A top Queensland pineapple farmer for over 30 years, Jim McKenzie has been forced from the pineapple growing industry following plunges in demand and high production costs.

Until recently Jim McKenzie was a successful Golden Circle pineapple grower contributing about 450 tonnes of pineapples annually since the 1970s.

Mr McKenzie from Dayboro in Queensland started growing pineapples in 1973 following in the footsteps of his father.

“Farming is in my blood, I always wanted to be a farmer,” he said.

“When I started there would have been 30 odd growers in the area, now there’s three left and they want to get out too.”

Mr McKenzie blames the abolition of tariffs on fruit imported from overseas and the cheap cost of overseas labour for the drop in demand.

Currently Australia has no tariffs on overseas fruit imports.
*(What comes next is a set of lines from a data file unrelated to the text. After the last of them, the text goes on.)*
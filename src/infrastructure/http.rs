use crate::domain::order::OrderNumber;
use crate::domain::ports::{AccrualReply, AccrualTransport};
use crate::error::Result;
use async_trait::async_trait;
use reqwest::header::RETRY_AFTER;
use std::time::Duration;
use tracing::debug;

/// `AccrualTransport` over HTTP.
#[derive(Clone)]
pub struct HttpAccrualTransport {
    client: reqwest::Client,
    base: String,
}

impl HttpAccrualTransport {
    /// `base` is the scheme and authority of the accrual service, e.g.
    /// `http://localhost:8080`. A trailing slash is tolerated.
    pub fn new(base: impl Into<String>, timeout: Duration) -> Result<Self> {
        let client = reqwest::Client::builder().timeout(timeout).build()?;
        let base = base.into().trim_end_matches('/').to_string();
        Ok(Self { client, base })
    }

    pub fn order_url(&self, number: &OrderNumber) -> String {
        format!("{}/api/orders/{}", self.base, number)
    }
}

#[async_trait]
impl AccrualTransport for HttpAccrualTransport {
    async fn fetch(&self, number: &OrderNumber) -> Result<AccrualReply> {
        let url = self.order_url(number);
        debug!(%url, "requesting order info");

        let response = self.client.get(&url).send().await?;
        let status = response.status().as_u16();
        let retry_after = response
            .headers()
            .get(RETRY_AFTER)
            .and_then(|value| value.to_str().ok())
            .map(str::to_owned);
        let body = response.bytes().await?.to_vec();

        Ok(AccrualReply {
            status,
            retry_after,
            body,
        })
    }
}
Tariffs on imports previously forced the price up, allowing Australian growers to compete with cheap labour from countries such as the Philippines. 

“Production costs are too high. We cannot compete with overseas labour, it’s just too cheap. The profits were barely worth the effort,” Mr McKenzie said.
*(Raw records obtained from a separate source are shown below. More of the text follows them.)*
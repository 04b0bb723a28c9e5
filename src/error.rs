use thiserror::Error;

#[derive(Error, Debug)]
pub enum LoyaltyError {
    #[error("order already submitted by this user")]
    Exists,
    #[error("order number is owned by another user")]
    Conflict,
    #[error("not found")]
    NotFound,
    #[error("not enough points on balance")]
    NotEnoughMoney,
    #[error("reconciliation cancelled")]
    Cancelled,
    #[error("Validation error: {0}")]
    ValidationError(String),
    #[error("Internal error: {0}")]
    InternalError(String),
    #[error("HTTP error: {0}")]
    HttpError(#[from] reqwest::Error),
    #[error("CSV error: {0}")]
    CsvError(#[from] csv::Error),
    #[error("IO error: {0}")]
    IoError(#[from] std::io::Error),
    #[error("JSON error: {0}")]
    JsonError(#[from] serde_json::Error),
    #[cfg(feature = "storage-rocksdb")]
    #[error("RocksDB error: {0}")]
    RocksDbError(#[from] rocksdb::Error),
}

impl LoyaltyError {
    /// Errors that end a reconciliation task without touching the ledger.
    pub fn is_internal(&self) -> bool {
        matches!(
            self,
            Self::InternalError(_) | Self::HttpError(_) | Self::JsonError(_) | Self::IoError(_)
        )
    }
}

pub type Result<T> = std::result::Result<T, LoyaltyError>;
Although his involvement in the pineapple industry has stopped the expenses haven’t, forcing him and his wife, Jenny to sell off sections of their 150 acres that once belonged to Mr McKenzie’s great-great-grandfather dating back to 1860.

“We don’t really want to sell any of it. I don’t want to let it go, but economically it’s the best thing to do,” he said.
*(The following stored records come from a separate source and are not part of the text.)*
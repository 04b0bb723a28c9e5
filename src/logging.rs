use tracing_subscriber::{EnvFilter, fmt, prelude::*};

/// Installs the global subscriber. Logs go to stderr so stdout stays free for
/// CSV output.
pub fn init_logging(level: &str) {
    let filter = EnvFilter::try_from_default_env().unwrap_or_else(|_| EnvFilter::new(level));
    let stderr_layer = fmt::layer()
        .with_target(false)
        .with_writer(std::io::stderr);

    // A second call (e.g. from tests) keeps the first subscriber.
    let _ = tracing_subscriber::registry()
        .with(filter)
        .with(stderr_layer)
        .try_init();
}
After learning the tricks of pineapple growing from his father, Mr McKenzie once had dreams of passing his farm and his knowledge on to his own son, Steven.

“My plan was that Steven would take over and I would do some of the easier work like truck driving and tractor work, but that’s fallen by the way side because there’s no money in it,” he said.

Doug Jones from Golden Circle in Brisbane said Golden Circle was temporarily importing pineapples from overseas, but only for food service which was distributed to other manufacturers unlabelled.

One of two reasons Mr Jones gives for Queensland farmers leaving the pineapple industry is that the farmers are an ageing population.

“We have noticed that our growing base is ageing and in a lot of cases we are finding entities were being passed from generation to generation but the younger people are not interested in taking over the family farm anymore,” he said.

The second reason Mr Jones gives is the increasing price of land.

“There is a lot of pressure from urban sprawl and land has become so expensive that instead of growing pineapples [farmers] are selling the land,” he said.

“We struggle in Australia to compete with imports because of their labour rates compared to our labour rates. Tariffs do help to even that playing field,” Mr Jones said.

Golden Circle said it is currently exporting about 10 per cent of Australian pineapple produce overseas.